The Department of Trade and Industry (DTI) was forced into an embarrassing climbdown over its mining firm blacklist last week, following strong protests from solicitors and the Law Society.

The list of firms no longer approved for mining claims work shrunk from 100 to just 57 in the space of a week.

All three firms that complained to the Gazette last week - Harvey Ingram Owston in Leicester, Ingrams in York and Hull and Birchall Blackburn in Preston - were removed from the revised list.

Meanwhile a further firm, Everatt & Co in Worcester, told the Gazette it was shocked to find itself on the revised list.

Damon Burt, head of the firm's disease unit, said: 'We are very angry that doubt has been cast on our bona fides and the way we treat our clients, as we have never over-charged our clients.

We are hoping for a retraction - especially as our senior partner received an assurance from the DTI that we would not be on the list in February.'

The DTI said it would encourage the firm to contact it.

Law Society chief executive Janet Paraskeva wrote to the minister for coal health claims, Nigel Griffiths, this week expressing concern at the harm inaccuracies in the DTI's list may have caused to the reputation of honest solicitors.

She said: 'The Law Society reacted robustly and promptly to the publication of the list, which implied that many more firms had deliberately refused to co-operate with the government, or made inappropriate deductions from compensation, than is the case.'

She added that the Society had now closed 98 of the 182 complaints it had received about deductions from miners' compensation, securing refunds of 13,863 this week alone.

A spokeswoman for the DTI said that they had used a Law Society letter detailing errors in the list as the basis for their revisions.

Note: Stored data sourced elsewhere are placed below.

// ============================================================================
// Tests
// ============================================================================

#[cfg(test)]
mod tests {
    use super::*;

    use serde_json::json;

    use crate::config::FeedConfig;
    use crate::protocol::encode_publish;
    use crate::transport::StaticToken;
    use crate::transport::mock::{MockConnector, Peer, Step};

    type Session = FeedSession<MockConnector, StaticToken, Vec<RoundRecord>>;

    fn broadcast(value: serde_json::Value) -> Step {
        let payload = serde_json::to_vec(&value).expect("serialize");
        Step::Frame(encode_publish("goldenflower/broadcast", &payload).expect("publish"))
    }

    fn betting() -> Step {
        broadcast(json!({
            "action": "updateSysInfo",
            "sys_info": {
                "gameState": 1,
                "bet_info": {"0": {"pay_amount": 100}, "1": {"pay_amount": 50}, "2": {"pay_amount": 10}}
            }
        }))
    }

    fn settled(first_card: i64) -> Step {
        broadcast(json!({
            "action": "updateSysInfo",
            "sys_info": {
                "gameState": 0,
                "bet_id": 0,
                "award_amount": 298,
                "bet_info": {"0": {"pay_amount": 100}, "1": {"pay_amount": 50}, "2": {"pay_amount": 10}},
                "result_pk_num1": first_card, "result_pk_num2": 2, "result_pk_num3": 3,
                "result_pk_num4": 4, "result_pk_num5": 5, "result_pk_num6": 6,
                "result_point_0": 8, "result_point_1": 5, "result_point_2": 3
            }
        }))
    }

    fn session(connector: MockConnector, config: FeedConfig) -> (Session, CancellationToken) {
        let cancel = CancellationToken::new();
        let lifecycle = Lifecycle::new(config, connector, StaticToken::new("tok"), cancel.clone());
        (FeedSession::new(lifecycle, Vec::new()), cancel)
    }

    #[tokio::test(start_paused = true)]
    async fn test_records_each_round_once() {
        let connector = MockConnector::new();
        connector.accept(
            Peer::new()
                .then(betting())
                .then(settled(1))
                .then(settled(1))
                .then(settled(1))
                .then(betting())
                .then(settled(9))
                .then(Step::Close),
        );
        let config = FeedConfig::default().with_max_reconnect_attempts(1);
        let (mut session, _cancel) = session(connector, config);

        let err = session.run().await.unwrap_err();
        assert!(matches!(err, Error::ReconnectExhausted { .. }));

        let records = session.sink();
        assert_eq!(records.len(), 2);
        assert_eq!(records[0].round_number, 0);
        assert_eq!(records[1].round_number, 1);
        assert_eq!(records[0].house_edge.amount, -138);
        assert_eq!(session.summary().snapshots, 6);
        assert_eq!(session.summary().rounds_recorded(), 2);
    }

    #[tokio::test(start_paused = true)]
    async fn test_ignores_identity_topics_and_other_actions() {
        let connector = MockConnector::new();
        let identity = encode_publish("goldenflower/7", br#"{"action":"updateSysInfo"}"#).expect("publish");
        connector.accept(
            Peer::new()
                .then(Step::Frame(identity))
                .then(broadcast(json!({"action": "chat"})))
                .then(Step::Frame(encode_publish("goldenflower/broadcast", b"{oops").expect("publish")))
                .then(Step::Close),
        );
        let config = FeedConfig::default().with_uid(7).with_max_reconnect_attempts(1);
        let (mut session, _cancel) = session(connector, config);

        assert!(session.run().await.is_err());
        assert_eq!(session.summary().snapshots, 0);
        assert_eq!(session.summary().discarded_payloads, 1);
        assert!(session.sink().is_empty());
    }

    #[tokio::test(start_paused = true)]
    async fn test_reconnect_keeps_engine_state() {
        let connector = MockConnector::new();
        connector.accept(Peer::new().then(settled(1)).then(Step::Close));
        connector.accept(Peer::new().then(settled(1)).then(settled(2)).then(Step::Close));
        let config = FeedConfig::default().with_max_reconnect_attempts(1);
        let (mut session, _cancel) = session(connector, config);

        assert!(session.run().await.is_err());
        assert_eq!(session.sink().len(), 2);
        assert_eq!(session.summary().reconnects, 1);
    }

    #[tokio::test(start_paused = true)]
    async fn test_stop_signal_returns_summary() {
        let connector = MockConnector::new();
        connector.accept(Peer::new().then(betting()).then(settled(1)));
        let (mut session, cancel) = session(connector, FeedConfig::default());

        let stopper = tokio::spawn(async move {
            tokio::time::sleep(std::time::Duration::from_secs(10)).await;
            cancel.cancel();
        });
        let summary = session.run().await.expect("run");
        stopper.await.expect("join");

        assert_eq!(summary.rounds_recorded(), 1);
        assert_eq!(summary.reconnects, 0);
        assert_eq!(
            session.lifecycle().state(),
            crate::transport::ConnectionState::Disconnected
        );
    }

    #[tokio::test(start_paused = true)]
    async fn test_cancel_before_connect() {
        let connector = MockConnector::new();
        connector.accept(Peer::new());
        let (mut session, cancel) = session(connector.clone(), FeedConfig::default());
        cancel.cancel();

        let summary = session.run().await.expect("run");
        assert_eq!(summary.rounds_recorded(), 0);
        assert_eq!(connector.open_count(), 0);
    }

    #[tokio::test(start_paused = true)]
    async fn test_connect_failure_propagates() {
        let (mut session, _cancel) = session(MockConnector::new(), FeedConfig::default());
        let err = session.run().await.unwrap_err();
        assert!(matches!(err, Error::ConnectFailed { attempts: 3, .. }));
    }

    struct FailingSink;

    impl RecordSink for FailingSink {
        fn append(&mut self, _record: &RoundRecord) -> Result<()> {
            Err(Error::Io(std::io::Error::other("disk full")))
        }
    }

    #[tokio::test(start_paused = true)]
    async fn test_sink_failure_does_not_stop_loop() {
        let connector = MockConnector::new();
        connector.accept(Peer::new().then(settled(1)).then(settled(2)).then(Step::Close));
        let cancel = CancellationToken::new();
        let lifecycle = Lifecycle::new(
            FeedConfig::default().with_max_reconnect_attempts(1),
            connector,
            StaticToken::new("tok"),
            cancel,
        );
        let mut session = FeedSession::new(lifecycle, FailingSink);

        assert!(session.run().await.is_err());
        assert_eq!(session.summary().persist_failures, 2);
        assert_eq!(session.summary().rounds_recorded(), 2);
    }

    #[tokio::test(start_paused = true)]
    async fn test_frames_read_during_keepalive_are_recorded() {
        let connector = MockConnector::new();
        let peer = (0..30).fold(Peer::new().without_ping_replies(), |peer, _| {
            peer.then(Step::Idle)
        });
        connector.accept(peer.then(settled(1)));
        let config = FeedConfig::default().with_max_reconnect_attempts(1);
        let (mut session, _cancel) = session(connector, config);

        let err = session.run().await.unwrap_err();
        assert!(matches!(err, Error::ReconnectExhausted { .. }));
        assert_eq!(session.summary().snapshots, 1);
        assert_eq!(session.sink().len(), 1);
    }

    #[tokio::test(start_paused = true)]
    async fn test_stop_while_connecting() {
        let connector = MockConnector::new();
        connector.hang();
        let (mut session, cancel) = session(connector.clone(), FeedConfig::default());

        let stopper = tokio::spawn(async move {
            tokio::time::sleep(std::time::Duration::from_secs(1)).await;
            cancel.cancel();
        });
        let summary = session.run().await.expect("run");
        stopper.await.expect("join");

        assert_eq!(summary.rounds_recorded(), 0);
        assert_eq!(connector.open_count(), 1);
        assert_eq!(
            session.lifecycle().state(),
            crate::transport::ConnectionState::Disconnected
        );
    }
}
//! Access token acquisition.
//!
//! The feed authenticates its CONNECT frame with a short-lived token issued
//! by an HTTP endpoint. [`TokenSource`] abstracts that exchange so the
//! lifecycle can be driven by [`StaticToken`] in tests.

// ============================================================================
// Imports
// ============================================================================

use std::time::Duration;

use async_trait::async_trait;
use serde::Deserialize;
use tracing::{debug, warn};
use url::Url;

use crate::config::FeedConfig;
use crate::error::{Error, Result};

// ============================================================================
// Constants
// ============================================================================

/// Application-level success code in the token response.
const SUCCESS_CODE: i64 = 200;

// ============================================================================
// TokenSource
// ============================================================================

/// Supplies access tokens for the handshake.
#[async_trait]
pub trait TokenSource: Send + Sync {
    /// Fetches a fresh token.
    ///
    /// # Errors
    ///
    /// Returns [`Error::Credential`] or [`Error::Http`] when no token could be
    /// obtained.
    async fn acquire_token(&self) -> Result<String>;
}

// ============================================================================
// StaticToken
// ============================================================================

/// A fixed token, for tests and operators who already hold one.
#[derive(Debug, Clone)]
pub struct StaticToken(String);

impl StaticToken {
    /// Wraps `token`.
    #[inline]
    #[must_use]
    pub fn new(token: impl Into<String>) -> Self {
        Self(token.into())
    }
}

#[async_trait]
impl TokenSource for StaticToken {
    async fn acquire_token(&self) -> Result<String> {
        Ok(self.0.clone())
    }
}

// ============================================================================
// HttpTokenSource
// ============================================================================

/// Token endpoint client.
///
/// Sends `GET <token_url>?_uid=<uid>&c=<channel>&<extra pairs>` and expects
/// `{"code": 200, "data": {"mqtt_access_token": "..."}}`.
#[derive(Debug, Clone)]
pub struct HttpTokenSource {
    client: reqwest::Client,
    url: Url,
}

impl HttpTokenSource {
    /// Builds a client from the feed configuration.
    ///
    /// # Errors
    ///
    /// Returns [`Error::Config`] if the token URL does not parse, and
    /// [`Error::Http`] if the HTTP client cannot be built.
    pub fn from_config(config: &FeedConfig) -> Result<Self> {
        let mut url = Url::parse(&config.token_url)
            .map_err(|e| Error::config(format!("invalid token url: {e}")))?;
        {
            let mut query = url.query_pairs_mut();
            query.append_pair("_uid", &config.uid.to_string());
            query.append_pair("c", &config.channel);
            for (name, value) in &config.token_params {
                query.append_pair(name, value);
            }
        }

        Self::new(url, config.token_timeout)
    }

    /// Builds a client for a fully formed request URL.
    ///
    /// # Errors
    ///
    /// Returns [`Error::Http`] if the HTTP client cannot be built.
    pub fn new(url: Url, timeout: Duration) -> Result<Self> {
        let client = reqwest::Client::builder().timeout(timeout).build()?;
        Ok(Self { client, url })
    }

    /// Request URL including the query string.
    #[inline]
    #[must_use]
    pub fn url(&self) -> &Url {
        &self.url
    }
}

#[async_trait]
impl TokenSource for HttpTokenSource {
    async fn acquire_token(&self) -> Result<String> {
        debug!(host = self.url.host_str().unwrap_or_default(), "Requesting access token");

        let response = self.client.get(self.url.clone()).send().await?;
        let status = response.status();
        if !status.is_success() {
            warn!(%status, "Token endpoint returned an error status");
            return Err(Error::credential(format!("token endpoint returned {status}")));
        }

        let body: TokenResponse = response.json().await?;
        body.into_token()
    }
}

// ============================================================================
// Response Shape
// ============================================================================

#[derive(Debug, Deserialize)]
struct TokenResponse {
    #[serde(default)]
    code: i64,
    #[serde(default)]
    data: Option<TokenData>,
}

#[derive(Debug, Deserialize)]
struct TokenData {
    #[serde(default)]
    mqtt_access_token: Option<String>,
}

impl TokenResponse {
    fn into_token(self) -> Result<String> {
        if self.code != SUCCESS_CODE {
            return Err(Error::credential(format!(
                "token endpoint answered with code {}",
                self.code
            )));
        }
        self.data
            .and_then(|data| data.mqtt_access_token)
            .filter(|token| !token.is_empty())
            .ok_or_else(|| Error::credential("token missing from response"))
    }
}

// ============================================================================
// Tests
// ============================================================================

She added: 'We have always said that it is a minority of solicitors who have been involved in overcharging.

But at the Westminster Hall debate [on the issue] there were a large number of MPs with a large number of examples from their area.'

Mr Griffiths wrote to firms in December and February warning that they would be placed on a list of firms no longer approved for mining claims if they did not confirm that they had not overcharged miners and their families.

It subsequently emerged that a number of letters had incorrect names or addresses and that at least 13 firms had ceased trading while two had been intervened in.